Of course, my special interest was in the flying corps. I would go out with an attacking squadron, but I would select a good pilot from an RE8 observing squadron and fly over the lines with an escort. But it was often necessary for me to give up my reconnaissance through being attacked by some German planes. We would rarely stop to fight, but would turn tail and fly home. Even so we had some narrow escapes in the air and had our machine riddled with bullets, although we were never wounded or forced down.19

Knowing that Bean wanted a photographic record of the battlefields of Messines before they were altered, Wilkins went back to them repeatedly. Details of each site were carefully recorded. For examples of this, see E01284 to E01297 and E01484 to E01491.

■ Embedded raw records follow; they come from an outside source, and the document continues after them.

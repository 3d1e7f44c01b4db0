//! Historical backfill: execution, one-slot coordination, status persistence,
//! progress tracking, and the reconnect-driven gap-fill trigger.

mod coordinator;
mod gapfill;
mod progress;
mod service;
mod status;

pub use coordinator::{BackfillCoordinator, BackfillCoordinatorBuilder, SCRATCH_PIPELINE_CAPACITY};
pub use gapfill::GapFillTrigger;
pub use progress::{COMPLETED_JOB_RETENTION, JobSnapshot, ProgressTracker};
pub use service::{BackfillService, ProgressHandle};
pub use status::StatusStore;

Wilkins carefully composed shots to show the work behind the scenes. E01304 illustrates the interior of a nursing station. The resolution of the full-plate glass negative is so fine that, if enlarged, the names on the bottles in the background can be read. E01310 shows the men erecting stables to winter their horses. Not only are the men in the photograph listed, but the caption — ‘Lieutenant Hassel died of wounds 30 September 1918’ — again illustrates the fact that identifying information was transcribed from field notes after the war.

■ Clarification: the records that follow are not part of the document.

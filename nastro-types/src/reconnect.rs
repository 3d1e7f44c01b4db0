//! Reconnect notifications emitted by streaming clients.

use chrono::{DateTime, Utc};
use serde::{Deserialize, Serialize};

/// Published to the reconnect channel after a streaming client recovers its
/// connection. The gap window drives gap-fill backfills.
#[derive(Debug, Clone, PartialEq, Eq, Serialize, Deserialize)]
#[serde(rename_all = "camelCase")]
pub struct ReconnectEvent {
    /// Streaming provider name.
    pub provider: String,
    /// When the connection was observed lost.
    pub disconnected_at: DateTime<Utc>,
    /// When streaming resumed.
    pub reconnected_at: DateTime<Utc>,
}

impl ReconnectEvent {
    /// Length of the outage window. Clamped to zero if clocks disagree.
    #[must_use]
    pub fn gap(&self) -> std::time::Duration {
        (self.reconnected_at - self.disconnected_at)
            .to_std()
            .unwrap_or(std::time::Duration::ZERO)
    }
}

#[cfg(test)]
mod tests {
    use super::*;
    use chrono::TimeZone;

    #[test]
    fn gap_duration() {
        let down = Utc.with_ymd_and_hms(2024, 3, 1, 14, 30, 0).unwrap();
        let up = Utc.with_ymd_and_hms(2024, 3, 1, 14, 30, 45).unwrap();
        let evt = ReconnectEvent {
            provider: "ALPACA".into(),
            disconnected_at: down,
            reconnected_at: up,
        };
        assert_eq!(evt.gap(), std::time::Duration::from_secs(45));
    }

    #[test]
    fn gap_clamps_on_clock_skew() {
        let down = Utc.with_ymd_and_hms(2024, 3, 1, 14, 30, 45).unwrap();
        let up = Utc.with_ymd_and_hms(2024, 3, 1, 14, 30, 0).unwrap();
        let evt = ReconnectEvent {
            provider: "ALPACA".into(),
            disconnected_at: down,
            reconnected_at: up,
        };
        assert_eq!(evt.gap(), std::time::Duration::ZERO);
    }
}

The controversial Pozières film, which so upset Bean, can be viewed online via the AWM website. (See F00047.) Film historian Paul Byrnes has written:

This appears to be the more complete [film], the one that most closely resembles a rough scene plan outlined in [Bean’s] diary in January 1917. One of the problems is that the film is not complete. There is no ‘Part Two’ in the surviving titles, for one thing. Another is that we don’t really know with certainty what [Bean’s] diary plan was for — a rough draft, or a firm plan.

The other film, entitled With the Australians in France 1916, appears to be the film he claimed was butchered in London in 1917.20

This film is not on the AWM web site but can be viewed at: http://aso.gov.au/titles/documentaries/with-the-australians-in-france/

After the war, when Wilkins was in Melbourne preparing to go to Antarctica, Bean wrote to him, instructing him to edit the Pozières film, but it is uncertain whether Wilkins completed this work.